Her research in computational genomics uses DNA and protein sequences to study microbial evolution in order to gain an understanding of the evolutionary processes and ultimately, of the origins of life.

“I study how microbes evolve: how they change, how they adapt in different environments. More fundamentally what kinds of forces — evolutionary forces — shape those changes.” Zhaxybayeva creates mathematical models to study how gene transfer occurs and to help fuel experimental research. “A part of this work is theoretical, but I collaborate with molecular geneticists who study the specifics within a lab. They’re very excited because they think that we can work together.”

Figure: “Flux of genes between two genomes and environment,” from W. Ford Doolittle and Olga Zhaxybayeva: “Metagenomics and the units of biological organization,” BioScience, 2010, 60: 102–112.

With the support of her new Simons Foundation grant, her group is studying gene transfer agents (GTAs): virus-like elements that mediate horizontal gene transfer among bacteria. GTAs package chromosomal DNA and transport it to another bacterium. “Acquiring genes that some other organism created in a way is faster than mutation because mutation is a stochastic process.” Her goals are to understand both how this mechanism evolved, and whether it is actually beneficial, through the use of mathematical models. “We do field work, some modeling, some evolutionary inferences based on data and hopefully prediction of modeling parameters that we can take to the experimental system we’re trying to test out.”

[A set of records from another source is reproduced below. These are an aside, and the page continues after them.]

use crate::cli::InspectArgs;
use anyhow::Context;
use shield_ingest::recording::{EVENT_FILES, METADATA_FILE};
use shield_ingest::{
    declared_layout, inspect_recording, load_event_stream, load_samples, parse_metadata, sample_rate_hz,
    select_sample_file, EventInfo,
};

pub fn execute(args: InspectArgs) -> anyhow::Result<()> {
    let dir = &args.recording;
    let files = inspect_recording(dir).with_context(|| format!("failed to read {}", dir.display()))?;

    println!("{}", dir.display());
    for file in &files {
        println!("  {:<22} {:>12} bytes", file.name, file.size);
    }

    let metadata = parse_metadata(dir.join(METADATA_FILE));
    let keys: Vec<&str> = metadata.keys().collect();
    println!("metadata: {:?} [{}]", metadata.source(), keys.join(", "));
    println!("sample rate: {} Hz", sample_rate_hz(&metadata));

    if let Some(sample_path) = select_sample_file(dir) {
        let hint = declared_layout(&metadata);
        match load_samples(&sample_path, hint.element_type, hint.channel_count) {
            Ok((_, info)) => println!(
                "samples: {} x {} {} ({:?}, {} elements dropped)",
                info.sample_count,
                info.channel_count,
                info.element_type,
                info.layout_source,
                info.truncated_elements
            ),
            Err(e) => println!("samples: {}", e),
        }
    } else {
        println!("samples: none");
    }

    for name in EVENT_FILES {
        let (_, info) = load_event_stream(dir.join(name));
        match info {
            EventInfo::Missing => {}
            EventInfo::Decoded {
                element_type,
                event_count,
            } => println!("{name}: {event_count} {element_type} events"),
            EventInfo::Uninterpretable { raw_bytes } => {
                println!("{name}: {raw_bytes} bytes, not decodable")
            }
        }
    }

    Ok(())
}
//! Metadata file parsing
//!
//! Attempts, in order: UTF-8 JSON object, lenient `key=value` lines, hex
//! dump. Parsing never fails; a missing file yields an empty record.

use shield_core::{MetadataRecord, MetadataSource, MetadataValue};
use std::path::Path;
use tracing::debug;

/// Key holding the hex dump of an unparsable metadata file
pub const HEX_FALLBACK_KEY: &str = "raw_bytes_hex";

/// Number of hex characters kept by the fallback
pub const HEX_FALLBACK_LEN: usize = 1024;

/// Keys probed for the sampling rate, in priority order
pub const SAMPLE_RATE_KEYS: [&str; 2] = ["samplerate", "sample_rate"];

/// Characters that end a `key=value` line
const LINE_BREAKS: [char; 10] = [
    '\n', '\r', '\u{0b}', '\u{0c}', '\u{1c}', '\u{1d}', '\u{1e}', '\u{85}', '\u{2028}', '\u{2029}',
];

/// Sampling rate assumed when metadata does not provide one
pub const DEFAULT_SAMPLE_RATE_HZ: f64 = 250.0;

/// Parse a metadata file.
///
/// Returns an empty record when the path does not exist, and an empty
/// record tagged [`MetadataSource::Unreadable`] when it cannot be read.
pub fn parse_metadata<P: AsRef<Path>>(path: P) -> MetadataRecord {
    let path = path.as_ref();
    if !path.exists() {
        debug!(path = %path.display(), "metadata file absent");
        return MetadataRecord::new(MetadataSource::Missing);
    }

    match std::fs::read(path) {
        Ok(raw) => parse_metadata_bytes(&raw),
        Err(e) => {
            debug!(path = %path.display(), error = %e, "metadata file unreadable");
            MetadataRecord::new(MetadataSource::Unreadable)
        }
    }
}

/// Parse raw metadata bytes with the JSON → key=value → hex cascade
pub fn parse_metadata_bytes(raw: &[u8]) -> MetadataRecord {
    if let Some(record) = parse_json(raw) {
        debug!(keys = record.len(), "metadata parsed as JSON");
        return record;
    }

    if let Some(record) = parse_key_values(raw) {
        debug!(keys = record.len(), "metadata parsed as key=value text");
        return record;
    }

    debug!(bytes = raw.len(), "metadata unparsable, keeping hex dump");
    let dump = hex::encode(&raw[..raw.len().min(HEX_FALLBACK_LEN / 2)]);

    let mut record = MetadataRecord::new(MetadataSource::HexFallback);
    record.insert(HEX_FALLBACK_KEY, MetadataValue::HexDump(dump));
    record
}

fn parse_json(raw: &[u8]) -> Option<MetadataRecord> {
    let text = std::str::from_utf8(raw).ok()?;
    let serde_json::Value::Object(map) = serde_json::from_str::<serde_json::Value>(text).ok()? else {
        return None;
    };

    let mut record = MetadataRecord::new(MetadataSource::Json);
    for (key, value) in map {
        record.insert(key, MetadataValue::from(value));
    }
    Some(record)
}

fn parse_key_values(raw: &[u8]) -> Option<MetadataRecord> {
    // Invalid sequences are dropped rather than replaced
    let text = String::from_utf8_lossy(raw).replace('\u{FFFD}', "");

    let mut record = MetadataRecord::new(MetadataSource::KeyValue);
    for line in text.split(LINE_BREAKS) {
        if let Some((key, value)) = line.trim().split_once('=') {
            record.insert(key.trim(), MetadataValue::Text(value.trim().to_string()));
        }
    }

    (!record.is_empty()).then_some(record)
}

/// Sampling rate declared by a record, or [`DEFAULT_SAMPLE_RATE_HZ`].
///
/// Values that are not positive finite numbers are skipped.
pub fn sample_rate_hz(record: &MetadataRecord) -> f64 {
    SAMPLE_RATE_KEYS
        .iter()
        .filter_map(|key| record.get_f64(key))
        .find(|rate| rate.is_finite() && *rate > 0.0)
        .unwrap_or(DEFAULT_SAMPLE_RATE_HZ)
}

#[cfg(test)]
mod tests {
    use super::*;
    use std::io::Write;
    use tempfile::NamedTempFile;

    #[test]
    fn test_missing_file_is_empty() {
        let record = parse_metadata("/definitely/not/here/eeg.inf");
        assert!(record.is_empty());
        assert_eq!(record.source(), MetadataSource::Missing);
    }

    #[test]
    fn test_json_object() {
        let record = parse_metadata_bytes(br#"{"samplerate": 500, "device": "nm", "extra": [1, 2]}"#);
        assert_eq!(record.source(), MetadataSource::Json);
        assert_eq!(record.get_f64("samplerate"), Some(500.0));
        assert_eq!(record.get_str("device"), Some("nm"));
        let keys: Vec<&str> = record.keys().collect();
        assert_eq!(keys, vec!["samplerate", "device", "extra"]);
    }

    #[test]
    fn test_json_array_falls_through() {
        // Valid JSON but not a mapping, and no '=' anywhere
        let record = parse_metadata_bytes(b"[1, 2, 3]");
        assert_eq!(record.source(), MetadataSource::HexFallback);
    }

    #[test]
    fn test_key_value_lines() {
        let record = parse_metadata_bytes(b"  sample_rate = 250 \r\n\nname=a=b\nnoise line\n");
        assert_eq!(record.source(), MetadataSource::KeyValue);
        assert_eq!(record.get_str("sample_rate"), Some("250"));
        assert_eq!(record.get_str("name"), Some("a=b"));
        assert_eq!(record.len(), 2);
    }

    #[test]
    fn test_key_value_unicode_line_breaks() {
        let record = parse_metadata_bytes("samplerate=500\x0cchannels=8\u{2028}dtype=int16".as_bytes());
        assert_eq!(record.source(), MetadataSource::KeyValue);
        assert_eq!(record.len(), 3);
        assert_eq!(sample_rate_hz(&record), 500.0);
        assert_eq!(record.get_usize_any(&["channels"]), Some(8));
        assert_eq!(record.get_str("dtype"), Some("int16"));
    }

    #[test]
    fn test_key_value_with_invalid_utf8() {
        let record = parse_metadata_bytes(b"gain=\xff12\nchannels=8");
        assert_eq!(record.source(), MetadataSource::KeyValue);
        assert_eq!(record.get_str("gain"), Some("12"));
        assert_eq!(record.get_usize_any(&["channels"]), Some(8));
    }

    #[test]
    fn test_hex_fallback_is_truncated() {
        let raw: Vec<u8> = (0..2000u32).map(|i| (i % 251) as u8).filter(|b| *b != b'=').collect();
        let record = parse_metadata_bytes(&raw);
        assert_eq!(record.source(), MetadataSource::HexFallback);

        let dump = record.get_str(HEX_FALLBACK_KEY).unwrap();
        assert_eq!(dump.len(), HEX_FALLBACK_LEN);
        assert!(dump.starts_with("00010203"));
    }

    #[test]
    fn test_empty_file_never_fails() {
        let file = NamedTempFile::new().unwrap();
        let record = parse_metadata(file.path());
        assert_eq!(record.source(), MetadataSource::HexFallback);
        assert_eq!(record.get_str(HEX_FALLBACK_KEY), Some(""));
    }

    #[test]
    fn test_file_round_trip() {
        let mut file = NamedTempFile::new().unwrap();
        writeln!(file, "{{\"sample_rate\": \"512\"}}").unwrap();
        file.flush().unwrap();

        let record = parse_metadata(file.path());
        assert_eq!(sample_rate_hz(&record), 512.0);
    }

    #[test]
    fn test_sample_rate_aliases_and_default() {
        let record = parse_metadata_bytes(b"samplerate=1000\nsample_rate=250");
        assert_eq!(sample_rate_hz(&record), 1000.0);

        let record = parse_metadata_bytes(b"samplerate=fast\nsample_rate=128");
        assert_eq!(sample_rate_hz(&record), 128.0);

        let record = parse_metadata_bytes(b"samplerate=-5");
        assert_eq!(sample_rate_hz(&record), DEFAULT_SAMPLE_RATE_HZ);

        assert_eq!(sample_rate_hz(&MetadataRecord::default()), DEFAULT_SAMPLE_RATE_HZ);
    }
}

As an extension of her scientific work, Zhaxybayeva is eager to collaborate with music composition students, aiming to commission pieces that illustrate the biological processes she studies in her lab, with an eye to explaining complex biological systems to a non-scientific audience. “I’d like to talk to [these students] about specifically GTAs or horizontal gene transfer, and try to inspire them to write music.”